_AVAILABLE DATA_
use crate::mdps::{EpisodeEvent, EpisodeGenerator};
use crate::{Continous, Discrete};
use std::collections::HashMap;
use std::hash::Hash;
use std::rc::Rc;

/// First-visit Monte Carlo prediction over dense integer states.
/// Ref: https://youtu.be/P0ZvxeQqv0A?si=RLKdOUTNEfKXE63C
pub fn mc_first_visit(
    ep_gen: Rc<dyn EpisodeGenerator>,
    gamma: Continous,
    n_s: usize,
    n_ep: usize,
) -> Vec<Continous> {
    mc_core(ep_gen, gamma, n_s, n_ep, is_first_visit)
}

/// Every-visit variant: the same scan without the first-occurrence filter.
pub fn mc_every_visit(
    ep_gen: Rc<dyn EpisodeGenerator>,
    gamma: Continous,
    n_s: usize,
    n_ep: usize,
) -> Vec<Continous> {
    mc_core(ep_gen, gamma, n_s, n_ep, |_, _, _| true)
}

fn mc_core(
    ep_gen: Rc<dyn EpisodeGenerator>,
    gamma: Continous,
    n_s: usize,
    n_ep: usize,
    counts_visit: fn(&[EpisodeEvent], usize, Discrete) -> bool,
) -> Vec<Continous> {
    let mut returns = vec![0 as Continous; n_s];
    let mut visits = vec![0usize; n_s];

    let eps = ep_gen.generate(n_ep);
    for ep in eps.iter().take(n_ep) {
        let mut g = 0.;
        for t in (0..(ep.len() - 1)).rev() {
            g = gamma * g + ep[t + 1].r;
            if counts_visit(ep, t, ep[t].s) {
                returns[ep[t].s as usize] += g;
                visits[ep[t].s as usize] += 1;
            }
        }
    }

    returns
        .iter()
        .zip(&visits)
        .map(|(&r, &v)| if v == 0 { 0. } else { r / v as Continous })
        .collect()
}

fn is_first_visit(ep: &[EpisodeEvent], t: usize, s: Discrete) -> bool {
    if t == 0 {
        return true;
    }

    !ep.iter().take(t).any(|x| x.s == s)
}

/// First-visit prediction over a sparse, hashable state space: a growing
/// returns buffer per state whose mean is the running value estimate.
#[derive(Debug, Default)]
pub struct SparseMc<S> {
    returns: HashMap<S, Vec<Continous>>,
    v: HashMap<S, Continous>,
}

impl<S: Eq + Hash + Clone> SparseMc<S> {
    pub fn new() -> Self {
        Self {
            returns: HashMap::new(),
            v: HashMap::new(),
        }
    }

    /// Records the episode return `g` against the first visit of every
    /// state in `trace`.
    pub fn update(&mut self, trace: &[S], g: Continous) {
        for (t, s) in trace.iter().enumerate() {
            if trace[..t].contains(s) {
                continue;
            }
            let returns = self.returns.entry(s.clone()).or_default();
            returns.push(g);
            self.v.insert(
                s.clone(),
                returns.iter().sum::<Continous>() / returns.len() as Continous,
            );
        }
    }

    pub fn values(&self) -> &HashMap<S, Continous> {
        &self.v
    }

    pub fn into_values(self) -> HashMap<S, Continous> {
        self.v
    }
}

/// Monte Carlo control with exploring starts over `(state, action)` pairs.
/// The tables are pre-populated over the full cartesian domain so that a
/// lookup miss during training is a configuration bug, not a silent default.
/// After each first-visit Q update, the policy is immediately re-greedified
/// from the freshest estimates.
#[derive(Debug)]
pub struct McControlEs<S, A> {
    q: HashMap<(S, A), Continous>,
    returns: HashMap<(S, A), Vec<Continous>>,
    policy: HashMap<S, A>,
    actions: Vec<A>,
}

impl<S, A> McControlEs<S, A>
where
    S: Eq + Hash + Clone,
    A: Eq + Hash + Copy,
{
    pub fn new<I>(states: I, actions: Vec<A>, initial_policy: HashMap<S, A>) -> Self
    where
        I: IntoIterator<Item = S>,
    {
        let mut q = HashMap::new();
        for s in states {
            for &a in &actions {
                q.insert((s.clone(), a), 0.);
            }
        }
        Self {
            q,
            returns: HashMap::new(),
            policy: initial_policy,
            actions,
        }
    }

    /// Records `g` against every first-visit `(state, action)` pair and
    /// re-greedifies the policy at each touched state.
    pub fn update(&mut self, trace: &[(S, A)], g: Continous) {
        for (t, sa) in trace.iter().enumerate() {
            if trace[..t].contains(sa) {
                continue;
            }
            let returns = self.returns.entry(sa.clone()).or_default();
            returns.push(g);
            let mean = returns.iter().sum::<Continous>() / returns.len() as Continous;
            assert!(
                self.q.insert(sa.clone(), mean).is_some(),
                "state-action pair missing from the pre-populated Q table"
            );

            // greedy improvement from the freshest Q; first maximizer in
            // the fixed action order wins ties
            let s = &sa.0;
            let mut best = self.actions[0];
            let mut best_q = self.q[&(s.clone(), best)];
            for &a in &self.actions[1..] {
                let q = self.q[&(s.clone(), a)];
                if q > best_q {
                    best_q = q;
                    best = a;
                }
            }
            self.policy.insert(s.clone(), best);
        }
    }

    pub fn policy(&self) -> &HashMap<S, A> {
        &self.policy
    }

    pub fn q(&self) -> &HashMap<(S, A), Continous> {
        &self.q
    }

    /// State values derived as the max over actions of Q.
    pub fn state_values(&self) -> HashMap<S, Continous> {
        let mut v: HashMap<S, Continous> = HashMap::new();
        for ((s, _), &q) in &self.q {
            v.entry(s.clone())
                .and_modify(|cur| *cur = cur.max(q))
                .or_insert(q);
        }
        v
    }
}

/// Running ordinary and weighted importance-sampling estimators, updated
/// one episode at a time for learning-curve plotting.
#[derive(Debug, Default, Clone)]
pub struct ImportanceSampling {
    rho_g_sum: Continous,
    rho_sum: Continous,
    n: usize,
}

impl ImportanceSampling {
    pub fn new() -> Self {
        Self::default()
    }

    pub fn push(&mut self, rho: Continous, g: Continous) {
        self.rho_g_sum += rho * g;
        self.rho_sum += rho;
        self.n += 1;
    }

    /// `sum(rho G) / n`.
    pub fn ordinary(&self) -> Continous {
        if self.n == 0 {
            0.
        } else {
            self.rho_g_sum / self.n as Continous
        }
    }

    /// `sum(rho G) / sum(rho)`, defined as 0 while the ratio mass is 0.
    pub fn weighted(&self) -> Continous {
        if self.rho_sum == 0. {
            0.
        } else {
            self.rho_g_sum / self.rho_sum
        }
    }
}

_WHAT THE EXERCISE ASKS_
Lines of the listing above that contain the word "populated" must all be copied.

_ANSWER BELOW_
/// The tables are pre-populated over the full cartesian domain so that a
                "state-action pair missing from the pre-populated Q table"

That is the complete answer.